Bank of America’s lawyers responded to Cuomo’s most recent round of Merrill conspiracy accusations by stating, repeatedly, and in a colorful variety of ways, that his Office’s letter is a delicate mixture of selective hearing and remedial reading comprehension. If “The worst thing that will ever happen to him is when he and I meet in the room and I close the door” can’t get the Hulk fired up, let’s hope “the basic premise of the letter is simply wrong” and “the letter contains a number of spurious and false allegations” can.

Comments (13)

  1. Posted by guest | September 9, 2009 at 2:33 PM

    I’m glad to see companies finally standing up to this DB. Too bad more people didn’t do this when the hooker-fucker was in office a few years back.

  2. Posted by pfluger | September 9, 2009 at 2:34 PM

    That look on his face is the same exact same look Dr. Bruce Banner makes before he transforms into The Mighty Hulk, and then proceeds to kick all the bad guys’ asses.

  3. Posted by guest | September 9, 2009 at 2:50 PM

    Greg,
    I want to rubber cement your chin-skin to your bottom lip, in hopes of making you look more English. I would also like to arrange paperclips on your desk to spell the words, “Yellow wall, I make sun.” Lastly, I would like to put rubber tips on my fingers, and comb your hair.
    -Jeff Macke

  4. Posted by guest | September 9, 2009 at 3:17 PM

    Definitely not Scottish.

  5. Posted by guest | September 9, 2009 at 3:31 PM

    I like the ones with the Gecko better.

  6. Posted by guest | September 9, 2009 at 3:33 PM

    Cuomo’s weapon of mass destruction, the Martin Act, will trump BofA’s lawyers, AIG’s lawyers and everyone else’s lawyers every time.

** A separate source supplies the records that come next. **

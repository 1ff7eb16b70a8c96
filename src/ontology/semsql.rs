//! Semantic-SQL ontology table extraction
//!
//! Reads the relational distribution of an OBO ontology built by the
//! semantic-sql project (pre-built files live at
//! <https://s3.amazonaws.com/bbop-sqlite/>) and extracts the tables the
//! search database needs.
//!
//! # Schema used
//!
//! - `statements`: RDF-like triples (`stanza`, `subject`, `predicate`,
//!   `object`, `value`, `datatype`, `language`)
//! - `edge`: asserted direct relationships
//! - `entailed_edge`: transitive closure of relationships (reflexive rows
//!   included)
//! - `prefix`: CURIE prefix → base IRI
//!
//! Blank nodes are identified by the `_:` prefix and never extracted.

use std::collections::{BTreeSet, HashMap};
use std::path::Path;

use rusqlite::{Connection, OpenFlags, ToSql};
use tracing::{debug, info};

use super::error::{OntologyError, OntologyResult};
use crate::models::OntologyClass;
use crate::table::{Table, Value};

pub const SUBCLASS_OF: &str = "rdfs:subClassOf";
pub const LABEL: &str = "rdfs:label";
pub const VERSION_INFO: &str = "owl:versionInfo";
pub const DEPRECATED: &str = "owl:deprecated";
pub const HAS_DBXREF: &str = "oio:hasDbXref";
pub const SYNONYM_PREDICATES: [&str; 4] = [
    "oio:hasExactSynonym",
    "oio:hasRelatedSynonym",
    "oio:hasBroadSynonym",
    "oio:hasNarrowSynonym",
];

const BLANK_NODE_PREFIX: &str = "_:";
const OBO_BASE: &str = "http://purl.obolibrary.org/obo/";

/// Columns of `statements` rows that carry nothing once a table is
/// restricted to a single predicate
const STATEMENT_NOISE: [&str; 5] = ["stanza", "predicate", "object", "datatype", "language"];

pub fn is_blank_node(id: &str) -> bool {
    id.starts_with(BLANK_NODE_PREFIX)
}

/// CURIE prefix expansion table
#[derive(Debug, Clone, Default)]
pub struct PrefixMap {
    bases: HashMap<String, String>,
}

impl PrefixMap {
    pub fn new(pairs: impl IntoIterator<Item = (String, String)>) -> Self {
        Self {
            bases: pairs.into_iter().collect(),
        }
    }

    /// Expand a CURIE to an IRI
    ///
    /// Identifiers that already are IRIs pass through (angle brackets
    /// stripped). Prefixes missing from the table follow the OBO PURL
    /// convention `PREFIX:LOCAL` → `http://purl.obolibrary.org/obo/PREFIX_LOCAL`.
    pub fn expand(&self, id: &str) -> String {
        let id = id.trim_start_matches('<').trim_end_matches('>');
        if id.contains("://") {
            return id.to_string();
        }
        match id.split_once(':') {
            Some((prefix, local)) => match self.bases.get(prefix) {
                Some(base) => format!("{base}{local}"),
                None => format!("{OBO_BASE}{prefix}_{local}"),
            },
            None => id.to_string(),
        }
    }
}

/// Everything extracted from one ontology dump
#[derive(Debug, Clone)]
pub struct OntologyTables {
    /// Lower-case ontology name, used as the table name prefix
    pub name: String,
    /// `owl:versionInfo`, empty when the dump carries none
    pub version: String,
    /// Asserted direct subclass edges: `subject`, `object`
    pub edges: Table,
    /// Entailed subclass edges: `subject`, `object`
    pub entailed_edges: Table,
    /// Class labels: `subject`, `object`, `IRI`
    pub labels: Table,
    /// Cross-references: `subject`, `object`
    pub dbxrefs: Table,
    /// Synonyms: `subject`, `predicate`, `object`, `IRI`
    pub synonyms: Table,
    /// Every non-blank `owl:Class`, sorted by CURIE
    pub classes: Vec<OntologyClass>,
    /// CURIEs of deprecated classes
    pub deprecated: BTreeSet<String>,
    pub prefixes: PrefixMap,
}

impl OntologyTables {
    /// Single-row version table for the assembled database
    pub fn version_table(&self) -> Table {
        let mut table = Table::new(["ontology", "version"]);
        table.push_row(vec![self.name.clone().into(), self.version.clone().into()]);
        table
    }

    /// `(subject, object)` pairs of the entailed-edge table
    pub fn entailed_pairs(&self) -> Vec<(String, String)> {
        edge_pairs(&self.entailed_edges)
    }

    /// `(subject, object)` pairs of the asserted edge table
    pub fn edge_pairs(&self) -> Vec<(String, String)> {
        edge_pairs(&self.edges)
    }
}

fn edge_pairs(table: &Table) -> Vec<(String, String)> {
    let (Some(s), Some(o)) = (table.column_index("subject"), table.column_index("object")) else {
        return Vec::new();
    };
    table
        .rows()
        .iter()
        .filter_map(|row| Some((row[s].as_text()?, row[o].as_text()?)))
        .collect()
}

/// Read-only handle on a semantic-sql database file
pub struct SemSqlReader {
    conn: Connection,
    name: String,
}

impl SemSqlReader {
    /// Open an existing semantic-sql database
    pub fn open(path: impl AsRef<Path>, name: &str) -> OntologyResult<Self> {
        let path = path.as_ref();
        if !path.is_file() {
            return Err(OntologyError::unavailable(
                path.display().to_string(),
                "file does not exist",
            ));
        }

        let conn = Connection::open_with_flags(path, OpenFlags::SQLITE_OPEN_READ_ONLY)
            .map_err(|e| OntologyError::unavailable(path.display().to_string(), e.to_string()))?;

        Ok(Self {
            conn,
            name: name.to_lowercase(),
        })
    }

    /// Wrap an already open connection (used by tests and in-memory dumps)
    pub fn from_connection(conn: Connection, name: &str) -> Self {
        Self {
            conn,
            name: name.to_lowercase(),
        }
    }

    pub fn name(&self) -> &str {
        &self.name
    }

    fn has_table(&self, table: &str) -> OntologyResult<bool> {
        self.conn
            .prepare("SELECT 1 FROM sqlite_master WHERE type IN ('table', 'view') AND name = ?1")
            .and_then(|mut stmt| stmt.exists([table]))
            .map_err(|e| OntologyError::query_failed(&self.name, e))
    }

    fn require_table(&self, table: &str) -> OntologyResult<()> {
        if self.has_table(table)? {
            Ok(())
        } else {
            Err(OntologyError::MissingTable {
                ontology: self.name.clone(),
                table: table.to_string(),
            })
        }
    }

    /// Run a query and collect every column of the result into a [`Table`]
    fn query_table(&self, sql: &str, params: &[&dyn ToSql]) -> OntologyResult<Table> {
        let mut stmt = self
            .conn
            .prepare(sql)
            .map_err(|e| OntologyError::query_failed(&self.name, e))?;
        let mut table = Table::new(stmt.column_names().into_iter().map(str::to_string));
        let width = table.columns().len();

        let mut rows = stmt
            .query(params)
            .map_err(|e| OntologyError::query_failed(&self.name, e))?;
        while let Some(row) = rows
            .next()
            .map_err(|e| OntologyError::query_failed(&self.name, e))?
        {
            let mut values = Vec::with_capacity(width);
            for i in 0..width {
                let value = row
                    .get_ref(i)
                    .map_err(|e| OntologyError::query_failed(&self.name, e))?;
                values.push(Value::from(value));
            }
            table.push_row(values);
        }

        Ok(table)
    }

    /// Asserted direct subclass edges; the predicate column is dropped
    pub fn edges(&self) -> OntologyResult<Table> {
        self.require_table("edge")?;
        let mut table = self.query_table("SELECT * FROM edge WHERE predicate = ?1", &[&SUBCLASS_OF])?;
        table.drop_columns(&["predicate"]);
        Ok(table)
    }

    /// Entailed subclass edges; the predicate column is dropped
    pub fn entailed_edges(&self) -> OntologyResult<Table> {
        self.require_table("entailed_edge")?;
        let mut table = self.query_table(
            "SELECT * FROM entailed_edge WHERE predicate = ?1",
            &[&SUBCLASS_OF],
        )?;
        table.drop_columns(&["predicate"]);
        Ok(table)
    }

    /// Labels of subjects typed `owl:Class`, with an `IRI` column
    pub fn labels(&self, prefixes: &PrefixMap) -> OntologyResult<Table> {
        self.require_table("statements")?;
        let mut table = self.query_table(
            "SELECT * FROM statements WHERE predicate = ?1 AND subject IN \
             (SELECT subject FROM statements WHERE predicate = 'rdf:type' AND object = 'owl:Class')",
            &[&LABEL],
        )?;
        Self::tidy_value_table(&mut table, &STATEMENT_NOISE);
        add_iri_column(&mut table, prefixes);
        Ok(table)
    }

    /// Database cross-references of non-blank subjects
    pub fn dbxrefs(&self) -> OntologyResult<Table> {
        self.require_table("statements")?;
        let mut table =
            self.query_table("SELECT * FROM statements WHERE predicate = ?1", &[&HAS_DBXREF])?;
        Self::tidy_value_table(&mut table, &STATEMENT_NOISE);
        Ok(table)
    }

    /// Synonyms of non-blank subjects; the predicate keeps the synonym scope
    pub fn synonyms(&self, prefixes: &PrefixMap) -> OntologyResult<Table> {
        self.require_table("statements")?;
        let mut table = self.query_table(
            "SELECT * FROM statements WHERE predicate IN (?1, ?2, ?3, ?4)",
            &[
                &SYNONYM_PREDICATES[0],
                &SYNONYM_PREDICATES[1],
                &SYNONYM_PREDICATES[2],
                &SYNONYM_PREDICATES[3],
            ],
        )?;
        Self::tidy_value_table(&mut table, &["stanza", "object", "datatype", "language"]);
        add_iri_column(&mut table, prefixes);
        Ok(table)
    }

    /// Drop noise columns, drop blank-node subjects, and rename the literal
    /// `value` column to `object` so every table reads subject → object
    fn tidy_value_table(table: &mut Table, noise: &[&str]) {
        table.drop_columns(noise);
        let before = table.len();
        if let Some(idx) = table.column_index("subject") {
            table.retain_rows(|_, row| {
                row[idx]
                    .as_text()
                    .is_some_and(|subject| !is_blank_node(&subject))
            });
        }
        table.rename_column("value", "object");
        if before != table.len() {
            debug!(removed = before - table.len(), "Filtered blank-node rows");
        }
    }

    /// Every non-blank subject typed `owl:Class`
    pub fn classes(&self, prefixes: &PrefixMap) -> OntologyResult<Vec<OntologyClass>> {
        self.require_table("statements")?;
        let subjects = self.query_table(
            "SELECT DISTINCT subject FROM statements \
             WHERE predicate = 'rdf:type' AND object = 'owl:Class' ORDER BY subject",
            &[],
        )?;
        Ok(subjects
            .rows()
            .iter()
            .filter_map(|row| row[0].as_text())
            .filter(|subject| !is_blank_node(subject))
            .map(|curie| {
                let iri = prefixes.expand(&curie);
                OntologyClass::new(curie, iri)
            })
            .collect())
    }

    /// Subjects flagged `owl:deprecated true`
    pub fn deprecated(&self) -> OntologyResult<BTreeSet<String>> {
        self.require_table("statements")?;
        let rows = self.query_table(
            "SELECT DISTINCT subject FROM statements \
             WHERE predicate = ?1 AND lower(value) = 'true'",
            &[&DEPRECATED],
        )?;
        Ok(rows.rows().iter().filter_map(|r| r[0].as_text()).collect())
    }

    /// `owl:versionInfo` value; an absent statement yields an empty string
    pub fn version(&self) -> OntologyResult<String> {
        self.require_table("statements")?;
        let rows = self.query_table(
            "SELECT value FROM statements WHERE predicate = ?1",
            &[&VERSION_INFO],
        )?;
        Ok(rows
            .rows()
            .last()
            .and_then(|r| r[0].as_text())
            .unwrap_or_default())
    }

    /// Prefix table; an empty map when the dump has none
    pub fn prefixes(&self) -> OntologyResult<PrefixMap> {
        if !self.has_table("prefix")? {
            return Ok(PrefixMap::default());
        }
        let rows = self.query_table("SELECT prefix, base FROM prefix", &[])?;
        Ok(PrefixMap::new(rows.rows().iter().filter_map(|r| {
            Some((r[0].as_text()?, r[1].as_text()?))
        })))
    }

    /// Extract all tables at once
    pub fn read_all(&self) -> OntologyResult<OntologyTables> {
        let prefixes = self.prefixes()?;
        let tables = OntologyTables {
            name: self.name.clone(),
            version: self.version()?,
            edges: self.edges()?,
            entailed_edges: self.entailed_edges()?,
            labels: self.labels(&prefixes)?,
            dbxrefs: self.dbxrefs()?,
            synonyms: self.synonyms(&prefixes)?,
            classes: self.classes(&prefixes)?,
            deprecated: self.deprecated()?,
            prefixes,
        };

        info!(
            ontology = %tables.name,
            version = %tables.version,
            classes = tables.classes.len(),
            edges = tables.edges.len(),
            entailed_edges = tables.entailed_edges.len(),
            labels = tables.labels.len(),
            dbxrefs = tables.dbxrefs.len(),
            synonyms = tables.synonyms.len(),
            "Extracted ontology tables"
        );
        Ok(tables)
    }
}

fn add_iri_column(table: &mut Table, prefixes: &PrefixMap) {
    let Some(idx) = table.column_index("subject") else {
        return;
    };
    table.add_column("IRI", |_, row| {
        row[idx]
            .as_text()
            .map(|subject| Value::Text(prefixes.expand(&subject)))
            .unwrap_or(Value::Null)
    });
}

Louis Liman is not a chip off the old bock; his sassy response merely allows him to bill $1000/hr for “response to State AG letter” and get some good ink in the press as a vigorous advocate for corporate defendants. BofA will settle. If it’s freeling ballsy, it’ll litigate the shit out of the whole attorney-client issue (to the glee of its outside counsel). But the Martin Act will win the day. It gives the NY AG medievel powers.

  7. Posted by guest | September 9, 2009 at 3:36 PM

    How about the USA v. The Martin Act.

  8. Posted by guest | September 9, 2009 at 3:43 PM

    6: meh, everytime someone actually had the balls to call spitzers bluff and go to court he lost.

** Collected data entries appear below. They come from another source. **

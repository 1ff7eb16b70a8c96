use std::path::PathBuf;

use anyhow::Result;
use clap::{Parser, Subcommand};
use tracing_subscriber::{layer::SubscriberExt, util::SubscriberInitExt};

mod commands;

use commands::{build, clean, extract, query, BuildArgs, QueryArgs};

#[derive(Parser)]
#[command(
    name = "ontosearch",
    version,
    about = "Ontology-aware search databases over OpenGWAS metadata, ontology tables and PubMed references",
    long_about = None
)]
struct Cli {
    #[command(subcommand)]
    command: Commands,

    /// Configuration file (TOML)
    #[arg(short, long, global = true)]
    config: Option<PathBuf>,

    /// Enable verbose logging
    #[arg(short, long, global = true)]
    verbose: bool,

    /// Log format (text, json); the configured format by default
    #[arg(long, global = true)]
    log_format: Option<String>,
}

#[derive(Subcommand)]
enum Commands {
    /// Build the search database
    Build(BuildArgs),

    /// Find metadata records annotated with an ontology term
    Query(QueryArgs),

    /// Extract ontology tables without building a database
    Extract {
        /// Ontology name (e.g. efo, mondo)
        #[arg(short, long)]
        ontology: Option<String>,

        /// SemSQL database URL or local path
        #[arg(short, long)]
        location: Option<String>,

        /// Output directory for the TSV tables
        #[arg(long)]
        output_dir: Option<PathBuf>,
    },

    /// Remove the database and derived files of a dataset
    Clean {
        /// Also remove downloaded ontology databases
        #[arg(long, default_value = "false")]
        all: bool,
    },
}

#[tokio::main]
async fn main() -> Result<()> {
    let cli = Cli::parse();

    let config = commands::load_config(cli.config.as_deref())?;

    // Initialize tracing/logging
    let format = cli.log_format.as_deref().unwrap_or(&config.logging.format);
    setup_tracing(format, &config.logging.level, cli.verbose)?;
    tracing::info!(dataset = %config.build.dataset, "ontosearch starting");

    match cli.command {
        Commands::Build(args) => {
            tracing::info!(
                ontology = ?args.ontology,
                metadata = ?args.metadata,
                mappings = ?args.mappings,
                "Starting build command"
            );
            if let Err(err) = build(config, args).await {
                let category = ontosearch::error::classify(&err).map_or("unclassified", |c| c.description());
                tracing::error!(category, "Build aborted");
                return Err(err);
            }
        }

        Commands::Query(args) => {
            tracing::info!(
                term = %args.term,
                include_descendants = %args.include_descendants,
                direct_only = %args.direct_only,
                "Starting query command"
            );
            query(config, args)?;
        }

        Commands::Extract {
            ontology,
            location,
            output_dir,
        } => {
            tracing::info!(
                ontology = ?ontology,
                location = ?location,
                output_dir = ?output_dir,
                "Starting extract command"
            );
            extract(config, ontology, location, output_dir).await?;
        }

        Commands::Clean { all } => {
            tracing::info!(all = %all, "Starting clean command");
            clean(config, all)?;
        }
    }

    tracing::info!("ontosearch completed successfully");
    Ok(())
}

fn setup_tracing(format: &str, level: &str, verbose: bool) -> Result<()> {
    let env_filter = if verbose {
        tracing_subscriber::EnvFilter::new("ontosearch=debug,info")
    } else {
        tracing_subscriber::EnvFilter::try_from_default_env()
            .unwrap_or_else(|_| tracing_subscriber::EnvFilter::new(format!("ontosearch={level},warn")))
    };

    match format {
        "json" => {
            tracing_subscriber::registry()
                .with(env_filter)
                .with(tracing_subscriber::fmt::layer().json())
                .init();
        }
        _ => {
            tracing_subscriber::registry()
                .with(env_filter)
                .with(tracing_subscriber::fmt::layer().pretty())
                .init();
        }
    }

    Ok(())
}
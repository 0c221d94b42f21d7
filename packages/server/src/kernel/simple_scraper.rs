//! Simple web scraper - local HTTP fetching for job listing pages
//!
//! Uses reqwest with browser-like headers. Parsing happens in
//! `domains::scraping::parsing`, this type only moves bytes.
//!
//! Limitations:
//! - No JavaScript rendering (use for static HTML sites only)

use anyhow::{Context, Result};
use async_trait::async_trait;
use reqwest::header::{self, HeaderMap, HeaderValue};
use tracing::debug;

use super::{BaseWebScraper, FetchedPage};
use crate::config::ScraperConfig;

/// Simple web scraper using reqwest
pub struct SimpleScraper {
    client: reqwest::Client,
}

impl SimpleScraper {
    pub fn new(config: &ScraperConfig) -> Result<Self> {
        let mut headers = HeaderMap::new();
        headers.insert(
            header::ACCEPT,
            HeaderValue::from_static(
                "text/html,application/xhtml+xml,application/xml;q=0.9,*/*;q=0.8",
            ),
        );
        headers.insert(
            header::ACCEPT_LANGUAGE,
            HeaderValue::from_static("en-US,en;q=0.5"),
        );
        headers.insert(header::CONNECTION, HeaderValue::from_static("keep-alive"));

        let client = reqwest::Client::builder()
            .timeout(config.timeout)
            .user_agent(config.user_agent.as_str())
            .default_headers(headers)
            .redirect(reqwest::redirect::Policy::limited(5))
            .build()
            .context("Failed to create HTTP client")?;

        Ok(Self { client })
    }

    /// Normalize URL by adding https:// if no scheme is present
    pub fn normalize_url(url: &str) -> String {
        if url.starts_with("http://") || url.starts_with("https://") {
            url.to_string()
        } else {
            format!("https://{}", url)
        }
    }
}

#[async_trait]
impl BaseWebScraper for SimpleScraper {
    async fn fetch(&self, url: &str) -> Result<FetchedPage> {
        let url = Self::normalize_url(url);
        debug!(url = %url, "Fetching page");

        let response = self
            .client
            .get(&url)
            .send()
            .await
            .with_context(|| format!("HTTP request failed for {}", url))?;

        let status = response.status();
        if !status.is_success() {
            anyhow::bail!("HTTP {} for {}", status, url);
        }

        let final_url = response.url().to_string();
        let html = response
            .text()
            .await
            .context("Failed to read response body")?;

        Ok(FetchedPage {
            url: final_url,
            status: status.as_u16(),
            html,
        })
    }
}
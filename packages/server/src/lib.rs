// Job Board Scraping Core
//
// Registry of job sources, a persisted scrape queue, the scraper that turns
// listing pages into job records, a periodic background processor draining
// the queue, and the HTTP surface that triggers and observes scraping runs.

pub mod common;
pub mod config;
pub mod domains;
pub mod kernel;
pub mod server;

pub use config::*;
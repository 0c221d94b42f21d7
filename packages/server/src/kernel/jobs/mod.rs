//! Background execution of triggered scraping runs.
//!
//! Runs are recorded in the database before they execute, so their status
//! can be polled while the worker processes them.

mod runner;

pub use runner::{DispatcherConfig, RunDispatcher};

  9. Posted by guest | September 9, 2009 at 4:03 PM

    @8, my recollection is that the one guy who called his bluff and won was dick grasso, but that case did not involve the martin act — was the not-for-profit law.

  10. Posted by guest | September 9, 2009 at 4:15 PM

    The martin act doesn’t give him as much power as people think. I would plead the 5th and take him to federal court which would throw the martin act out so quick his head would spin. He still needs to take you to court for breaking a law, the martin act just gives him power to investigate. I believe Greenburg won as well.

  11. Posted by guest | September 9, 2009 at 9:27 PM

    that first paragraph is a gem of outlandish writing. send that to a creative writing seminar as specimen A for Attention grabber

  12. Posted by guest | September 9, 2009 at 10:39 PM

    they’re going to end up spending more money on their Cleary lawyers than they will on the settlement. This is a pissing contest and Kenny Boy is too stupid to just say “i’m sorry, here’s $75M and call it a day”
    With the 15 attorneys they probably have working around the clock on this thing, they’re spending $200,000 a day. $1M a week. Just stupid, say what you have to say to get it to go away, and move on.

  13. Posted by guest | September 9, 2009 at 11:12 PM

    I am surprised the Martin Act is allowed to remain on the books after the abuse it took from Spitzer.